There was no such feature in the Smyth v. Veal case, and hence
it differs entirely from the present, and is in no view of the matter
authority for any change in the opinion heretofore rendered. The
motion is overruled.
[Opinion delivered June 10, 1884.]
Associate Justice WEST did not sit in this case.
MARSHALL WELLS V. GEO. W. LITTLEFIELD.
(Motion No. 81.)
1. JURISDICTION - MANDAMUS.-The writ of mandamus can be issued by the
supreme court only for the purpose of enforcing its appellate jurisdiction.

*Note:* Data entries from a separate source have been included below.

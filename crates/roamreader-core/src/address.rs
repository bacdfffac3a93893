//! Best-effort state/country derivation from free-text addresses.
//!
//! This is a heuristic over comma-separated segments, not a geocoder.

/// Country assumed when the last address segment is a bare postal code.
pub const POSTAL_CODE_COUNTRY: &str = "United States";

#[derive(Debug, Clone, Default, PartialEq, Eq)]
pub struct Region {
    pub state: String,
    pub country: String,
}

impl Region {
    #[must_use]
    pub fn is_empty(&self) -> bool {
        self.state.is_empty() && self.country.is_empty()
    }
}

/// Derive `(state, country)` from an address.
///
/// Fewer than three segments yields an empty region. A purely numeric last
/// segment is treated as a US postal code; otherwise the last segment is the
/// country and the state is only taken when at least four segments exist.
#[must_use]
pub fn classify(address: &str) -> Region {
    let parts = address.split(',').map(str::trim).collect::<Vec<_>>();
    if parts.len() < 3 {
        return Region::default();
    }

    let last = parts[parts.len() - 1];
    let second_to_last = parts[parts.len() - 2];

    if is_postal_code(last) {
        return Region {
            state: second_to_last.to_string(),
            country: POSTAL_CODE_COUNTRY.to_string(),
        };
    }

    let state = if parts.len() >= 4 { second_to_last.to_string() } else { String::new() };

    Region { state, country: last.to_string() }
}

fn is_postal_code(segment: &str) -> bool {
    !segment.is_empty() && segment.chars().all(|c| c.is_ascii_digit())
}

2. JURISDICTION.-When the appellate jurisdiction of the supreme court attaches,
either by appeal or writ of error, it continues until the case as made
on appeal or error is fully determined, and until the judgment of the supreme
court is completely executed by the court below; and until then
it may enforce that judgment by mandamns.
3. STATUTE CONSTRUED.--Article 1048 of the Revised Statutes construed, and
the conclusion announced that the supreme court may so reverse and remand
a cause as to restrict the power of the district court to a new trial on
such specified issues in the case as are not determined by the opinion.
Citing Chambers v. Hodges, 3 Tex., 517, and other cases.
4. JUDGMENT- MANDATE.- When a cause is reversed and remanded, the district
judge should, to ascertain what issues are involved in the new trial,
look to the opinion which accompanies the mandate, as well as to the mandate.
When, therefore, the opinion directs the district judge to render judgment
against a party to a cause which the supreme court has considered on
appeal, no new trial can be had on issues already made, on any facts existing
before the date of the former trial.
5. EVIDENCE.- On the trial of a suit by sequestration, the replevin bond is not
properly evidence before a jury. When, in such a suit, the defendant recovers,
and the plaintiff has replevied, the bond is looked to by the presiding
judge to ascertain whether the statutory judgment shall be rendered against
the sureties on it.
6, APPEAL- MANDAMUS.--When a district judge fails to obey the mandate of
the supreme court in entering judgment in a cause which has been remanded,
the remedy of the injured party is by mandamus and not appeal.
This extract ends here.